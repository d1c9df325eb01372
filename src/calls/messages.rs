//! Outbound call envelopes.
//!
//! Every call request carries `sessid`, `callID` and a `dialogParams` object
//! describing the call; method-specific fields are layered on top.

use super::{CallDirection, CallId, CallOptions, PeerInfo};
use crate::signaling::{Method, Params, RequestId, Response};
use serde_json::{Value, json};

/// Hangup cause sent with a BYE.
#[derive(Debug, Clone, Copy, PartialEq, Eq)]
pub enum HangupCause {
    NormalClearing,
    UserBusy,
}

impl HangupCause {
    pub const fn name(&self) -> &'static str {
        match self {
            Self::NormalClearing => "NORMAL_CLEARING",
            Self::UserBusy => "USER_BUSY",
        }
    }

    pub const fn code(&self) -> i64 {
        match self {
            Self::NormalClearing => 16,
            Self::UserBusy => 17,
        }
    }
}

/// Builder for outgoing call requests.
#[derive(Debug, Clone)]
pub struct CallMessageBuilder<'a> {
    method: Method,
    session_id: &'a str,
    call_id: &'a CallId,
    direction: CallDirection,
    peer: &'a PeerInfo,
    options: &'a CallOptions,
    sdp: Option<&'a str>,
    cause: Option<HangupCause>,
    action: Option<&'static str>,
    dtmf: Option<&'a str>,
}

impl<'a> CallMessageBuilder<'a> {
    pub fn new(
        method: Method,
        session_id: &'a str,
        call_id: &'a CallId,
        direction: CallDirection,
        peer: &'a PeerInfo,
        options: &'a CallOptions,
    ) -> Self {
        Self {
            method,
            session_id,
            call_id,
            direction,
            peer,
            options,
            sdp: None,
            cause: None,
            action: None,
            dtmf: None,
        }
    }

    pub fn sdp(mut self, sdp: &'a str) -> Self {
        self.sdp = Some(sdp);
        self
    }

    pub fn cause(mut self, cause: HangupCause) -> Self {
        self.cause = Some(cause);
        self
    }

    /// `verto.modify` action, e.g. `hold`.
    pub fn action(mut self, action: &'static str) -> Self {
        self.action = Some(action);
        self
    }

    pub fn dtmf(mut self, digits: &'a str) -> Self {
        self.dtmf = Some(digits);
        self
    }

    fn dialog_params(&self) -> Value {
        let mut dialog = json!({
            "callID": self.call_id.as_str(),
            "destination_number": self.peer.destination_number,
            "caller_id_name": self.peer.caller_name,
            "caller_id_number": self.peer.caller_number,
            "audio": self.options.audio,
            "video": self.options.video,
            "attach": self.options.attach,
            "useStereo": self.options.use_stereo,
            "screenShare": self.options.screen_share,
            "userVariables": Value::Object(self.options.custom_variables.clone()),
        });
        if self.direction == CallDirection::Inbound {
            // Answering side echoes the remote identity the server gave us.
            dialog["remote_caller_id_name"] = Value::from(self.peer.caller_name.as_str());
            dialog["remote_caller_id_number"] = Value::from(self.peer.caller_number.as_str());
        }
        dialog
    }

    /// The method and params of the request. The outbox assigns the id.
    pub fn build(self) -> (Method, Params) {
        let mut params = Params::new();
        params.insert("sessid".into(), Value::from(self.session_id));
        params.insert("callID".into(), Value::from(self.call_id.as_str()));
        params.insert("dialogParams".into(), self.dialog_params());
        if let Some(sdp) = self.sdp {
            params.insert("sdp".into(), Value::from(sdp));
        }
        if let Some(cause) = self.cause {
            params.insert("cause".into(), Value::from(cause.name()));
            params.insert("causeCode".into(), Value::from(cause.code()));
        }
        if let Some(action) = self.action {
            params.insert("action".into(), Value::from(action));
        }
        if let Some(dtmf) = self.dtmf {
            params.insert("dtmf".into(), Value::from(dtmf));
        }
        (self.method, params)
    }
}

/// Result acknowledging a server request.
pub fn ack(id: RequestId, method: &Method) -> Response {
    Response {
        id: Some(id),
        result: json!({ "method": method.as_str() }),
    }
}

#[cfg(test)]
mod tests {
    use super::*;
    use crate::signaling::{Envelope, Request};

    fn peer() -> PeerInfo {
        PeerInfo::new("A", "123", "sip:b@x")
    }

    #[test]
    fn test_invite_carries_sdp_and_dialog_params() {
        let call_id = CallId::new("U1");
        let peer = peer();
        let mut options = CallOptions::audio();
        options
            .custom_variables
            .insert("account".into(), Value::from("42"));

        let (method, params) = CallMessageBuilder::new(
            Method::Invite,
            "S1",
            &call_id,
            CallDirection::Outbound,
            &peer,
            &options,
        )
        .sdp("v=0")
        .build();

        assert_eq!(method, Method::Invite);
        assert_eq!(params["sessid"], "S1");
        assert_eq!(params["callID"], "U1");
        assert_eq!(params["sdp"], "v=0");
        let dialog = &params["dialogParams"];
        assert_eq!(dialog["callID"], "U1");
        assert_eq!(dialog["destination_number"], "sip:b@x");
        assert_eq!(dialog["caller_id_name"], "A");
        assert_eq!(dialog["caller_id_number"], "123");
        assert_eq!(dialog["audio"], true);
        assert_eq!(dialog["video"], false);
        assert_eq!(dialog["userVariables"]["account"], "42");
        assert!(dialog.get("remote_caller_id_name").is_none());
    }

    #[test]
    fn test_bye_carries_cause() {
        let call_id = CallId::new("U1");
        let peer = peer();
        let options = CallOptions::default();
        let (method, params) = CallMessageBuilder::new(
            Method::Bye,
            "S1",
            &call_id,
            CallDirection::Inbound,
            &peer,
            &options,
        )
        .cause(HangupCause::UserBusy)
        .build();

        assert_eq!(method, Method::Bye);
        assert_eq!(params["cause"], "USER_BUSY");
        assert_eq!(params["causeCode"], 17);
        assert!(params.get("sdp").is_none());
        assert_eq!(params["dialogParams"]["remote_caller_id_name"], "A");
    }

    #[test]
    fn test_built_params_decode_back_to_call_params() {
        let call_id = CallId::new("U7");
        let peer = peer();
        let options = CallOptions::default();
        let (method, params) = CallMessageBuilder::new(
            Method::Modify,
            "S1",
            &call_id,
            CallDirection::Outbound,
            &peer,
            &options,
        )
        .action("hold")
        .build();

        let text = Envelope::from(Request::new(3u64, method, params)).encode();
        let Envelope::Request(req) = Envelope::decode(&text).unwrap() else {
            panic!("expected a request");
        };
        assert_eq!(req.call_params().call_id(), Some("U7"));
        assert_eq!(req.params["action"], "hold");
    }

    #[test]
    fn test_ack_echoes_id_and_method() {
        let response = ack(RequestId::Number(9), &Method::Bye);
        assert_eq!(response.id, Some(RequestId::Number(9)));
        assert_eq!(response.result["method"], "verto.bye");
    }
}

|---|

## What is being asked
Repeat the material above verbatim.

## Written answer
repository d1c9df325eb01372
filename src/calls/messages.rs
//! Outbound call envelopes.
//!
//! Every call request carries `sessid`, `callID` and a `dialogParams` object
//! describing the call; method-specific fields are layered on top.

use super::{CallDirection, CallId, CallOptions, PeerInfo};
use crate::signaling::{Method, Params, RequestId, Response};
use serde_json::{Value, json};

/// Hangup cause sent with a BYE.
#[derive(Debug, Clone, Copy, PartialEq, Eq)]
pub enum HangupCause {
    NormalClearing,
    UserBusy,
}

impl HangupCause {
    pub const fn name(&self) -> &'static str {
        match self {
            Self::NormalClearing => "NORMAL_CLEARING",
            Self::UserBusy => "USER_BUSY",
        }
    }

    pub const fn code(&self) -> i64 {
        match self {
            Self::NormalClearing => 16,
            Self::UserBusy => 17,
        }
    }
}

/// Builder for outgoing call requests.
#[derive(Debug, Clone)]
pub struct CallMessageBuilder<'a> {
    method: Method,
    session_id: &'a str,
    call_id: &'a CallId,
    direction: CallDirection,
    peer: &'a PeerInfo,
    options: &'a CallOptions,
    sdp: Option<&'a str>,
    cause: Option<HangupCause>,
    action: Option<&'static str>,
    dtmf: Option<&'a str>,
}

impl<'a> CallMessageBuilder<'a> {
    pub fn new(
        method: Method,
        session_id: &'a str,
        call_id: &'a CallId,
        direction: CallDirection,
        peer: &'a PeerInfo,
        options: &'a CallOptions,
    ) -> Self {
        Self {
            method,
            session_id,
            call_id,
            direction,
            peer,
            options,
            sdp: None,
            cause: None,
            action: None,
            dtmf: None,
        }
    }

    pub fn sdp(mut self, sdp: &'a str) -> Self {
        self.sdp = Some(sdp);
        self
    }

    pub fn cause(mut self, cause: HangupCause) -> Self {
        self.cause = Some(cause);
        self
    }

    /// `verto.modify` action, e.g. `hold`.
    pub fn action(mut self, action: &'static str) -> Self {
        self.action = Some(action);
        self
    }

    pub fn dtmf(mut self, digits: &'a str) -> Self {
        self.dtmf = Some(digits);
        self
    }

    fn dialog_params(&self) -> Value {
        let mut dialog = json!({
            "callID": self.call_id.as_str(),
            "destination_number": self.peer.destination_number,
            "caller_id_name": self.peer.caller_name,
            "caller_id_number": self.peer.caller_number,
            "audio": self.options.audio,
            "video": self.options.video,
            "attach": self.options.attach,
            "useStereo": self.options.use_stereo,
            "screenShare": self.options.screen_share,
            "userVariables": Value::Object(self.options.custom_variables.clone()),
        });
        if self.direction == CallDirection::Inbound {
            // Answering side echoes the remote identity the server gave us.
            dialog["remote_caller_id_name"] = Value::from(self.peer.caller_name.as_str());
            dialog["remote_caller_id_number"] = Value::from(self.peer.caller_number.as_str());
        }
        dialog
    }

    /// The method and params of the request. The outbox assigns the id.
    pub fn build(self) -> (Method, Params) {
        let mut params = Params::new();
        params.insert("sessid".into(), Value::from(self.session_id));
        params.insert("callID".into(), Value::from(self.call_id.as_str()));
        params.insert("dialogParams".into(), self.dialog_params());
        if let Some(sdp) = self.sdp {
            params.insert("sdp".into(), Value::from(sdp));
        }
        if let Some(cause) = self.cause {
            params.insert("cause".into(), Value::from(cause.name()));
            params.insert("causeCode".into(), Value::from(cause.code()));
        }
        if let Some(action) = self.action {
            params.insert("action".into(), Value::from(action));
        }
        if let Some(dtmf) = self.dtmf {
            params.insert("dtmf".into(), Value::from(dtmf));
        }
        (self.method, params)
    }
}

/// Result acknowledging a server request.
pub fn ack(id: RequestId, method: &Method) -> Response {
    Response {
        id: Some(id),
        result: json!({ "method": method.as_str() }),
    }
}

#[cfg(test)]
mod tests {
    use super::*;
    use crate::signaling::{Envelope, Request};

    fn peer() -> PeerInfo {
        PeerInfo::new("A", "123", "sip:b@x")
    }

    #[test]
    fn test_invite_carries_sdp_and_dialog_params() {
        let call_id = CallId::new("U1");
        let peer = peer();
        let mut options = CallOptions::audio();
        options
            .custom_variables
            .insert("account".into(), Value::from("42"));

        let (method, params) = CallMessageBuilder::new(
            Method::Invite,
            "S1",
            &call_id,
            CallDirection::Outbound,
            &peer,
            &options,
        )
        .sdp("v=0")
        .build();

        assert_eq!(method, Method::Invite);
        assert_eq!(params["sessid"], "S1");
        assert_eq!(params["callID"], "U1");
        assert_eq!(params["sdp"], "v=0");
        let dialog = &params["dialogParams"];
        assert_eq!(dialog["callID"], "U1");
        assert_eq!(dialog["destination_number"], "sip:b@x");
        assert_eq!(dialog["caller_id_name"], "A");
        assert_eq!(dialog["caller_id_number"], "123");
        assert_eq!(dialog["audio"], true);
        assert_eq!(dialog["video"], false);
        assert_eq!(dialog["userVariables"]["account"], "42");
        assert!(dialog.get("remote_caller_id_name").is_none());
    }

    #[test]
    fn test_bye_carries_cause() {
        let call_id = CallId::new("U1");
        let peer = peer();
        let options = CallOptions::default();
        let (method, params) = CallMessageBuilder::new(
            Method::Bye,
            "S1",
            &call_id,
            CallDirection::Inbound,
            &peer,
            &options,
        )
        .cause(HangupCause::UserBusy)
        .build();

        assert_eq!(method, Method::Bye);
        assert_eq!(params["cause"], "USER_BUSY");
        assert_eq!(params["causeCode"], 17);
        assert!(params.get("sdp").is_none());
        assert_eq!(params["dialogParams"]["remote_caller_id_name"], "A");
    }

    #[test]
    fn test_built_params_decode_back_to_call_params() {
        let call_id = CallId::new("U7");
        let peer = peer();
        let options = CallOptions::default();
        let (method, params) = CallMessageBuilder::new(
            Method::Modify,
            "S1",
            &call_id,
            CallDirection::Outbound,
            &peer,
            &options,
        )
        .action("hold")
        .build();

        let text = Envelope::from(Request::new(3u64, method, params)).encode();
        let Envelope::Request(req) = Envelope::decode(&text).unwrap() else {
            panic!("expected a request");
        };
        assert_eq!(req.call_params().call_id(), Some("U7"));
        assert_eq!(req.params["action"], "hold");
    }

    #[test]
    fn test_ack_echoes_id_and_method() {
        let response = ack(RequestId::Number(9), &Method::Bye);
        assert_eq!(response.id, Some(RequestId::Number(9)));
        assert_eq!(response.result["method"], "verto.bye");
    }
}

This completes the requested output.